##### AVAILABLE DATA #####

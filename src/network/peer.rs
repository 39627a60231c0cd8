//! Peer addressing and rendezvous topics.

use crate::utils::{NetworkError, Result};
use libp2p::kad::RecordKey;
use libp2p::multiaddr::Protocol;
use libp2p::{Multiaddr, PeerId};
use serde::{Deserialize, Serialize};
use sha2::{Digest, Sha256};
use std::fmt;
use std::hash::{Hash, Hasher};

/// A remote node: its identifier and the locations it may be reachable at.
///
/// Equality and hashing only look at the peer id.
#[derive(Debug, Clone)]
pub struct PeerAddress {
    /// Peer identifier
    pub peer_id: PeerId,
    /// Zero or more transport addresses, without the `/p2p` suffix
    pub addresses: Vec<Multiaddr>,
}

impl PeerAddress {
    /// Create a peer address
    pub fn new(peer_id: PeerId, addresses: Vec<Multiaddr>) -> Self {
        Self { peer_id, addresses }
    }

    /// A peer known only by its identifier
    pub fn from_peer_id(peer_id: PeerId) -> Self {
        Self::new(peer_id, Vec::new())
    }

    /// Parse a literal `/…/p2p/<peer-id>` multiaddress
    ///
    /// # Errors
    ///
    /// Returns `NetworkError::InvalidAddress` if the string is not a
    /// multiaddress and `NetworkError::MissingPeerId` if it has no peer id.
    pub fn parse(addr: &str) -> Result<Self> {
        let multiaddr: Multiaddr = addr.parse().map_err(|_| NetworkError::InvalidAddress {
            address: addr.to_string(),
        })?;
        Self::from_multiaddr(multiaddr)
    }

    /// Split a multiaddress into its transport part and peer id
    pub fn from_multiaddr(mut multiaddr: Multiaddr) -> Result<Self> {
        match multiaddr.pop() {
            Some(Protocol::P2p(peer_id)) => {
                let addresses = if multiaddr.is_empty() {
                    Vec::new()
                } else {
                    vec![multiaddr]
                };
                Ok(Self::new(peer_id, addresses))
            }
            Some(protocol) => {
                multiaddr.push(protocol);
                Err(NetworkError::MissingPeerId {
                    address: multiaddr.to_string(),
                }
                .into())
            }
            None => Err(NetworkError::MissingPeerId {
                address: String::new(),
            }
            .into()),
        }
    }

    /// Full dialable addresses, each ending in `/p2p/<peer-id>`
    pub fn to_p2p_addrs(&self) -> Vec<Multiaddr> {
        self.addresses
            .iter()
            .map(|addr| addr.clone().with(Protocol::P2p(self.peer_id)))
            .collect()
    }
}

impl PartialEq for PeerAddress {
    fn eq(&self, other: &Self) -> bool {
        self.peer_id == other.peer_id
    }
}

impl Eq for PeerAddress {}

impl Hash for PeerAddress {
    fn hash<H: Hasher>(&self, state: &mut H) {
        self.peer_id.hash(state);
    }
}

impl fmt::Display for PeerAddress {
    fn fmt(&self, f: &mut fmt::Formatter<'_>) -> fmt::Result {
        write!(f, "{{{}: [", self.peer_id)?;
        for (i, addr) in self.addresses.iter().enumerate() {
            if i > 0 {
                write!(f, " ")?;
            }
            write!(f, "{addr}")?;
        }
        write!(f, "]}}")
    }
}

/// A shared meeting point in the DHT
#[derive(Debug, Clone, PartialEq, Eq, Hash, Serialize, Deserialize)]
pub struct RendezvousTopic(String);

impl RendezvousTopic {
    /// Create a topic from its name
    pub fn new<S: Into<String>>(name: S) -> Self {
        Self(name.into())
    }

    /// Topic name
    pub fn as_str(&self) -> &str {
        &self.0
    }

    /// DHT key the topic's provider records are stored under
    pub fn record_key(&self) -> RecordKey {
        let digest = Sha256::digest(self.0.as_bytes());
        RecordKey::new(&digest)
    }
}

impl fmt::Display for RendezvousTopic {
    fn fmt(&self, f: &mut fmt::Formatter<'_>) -> fmt::Result {
        f.write_str(&self.0)
    }
}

#####

WORK TO BE COMPLETED: Copy each line of the entries in which the string "Some" is found.

OUTPUT FOR THIS EXERCISE:
            Some(Protocol::P2p(peer_id)) => {
            Some(protocol) => {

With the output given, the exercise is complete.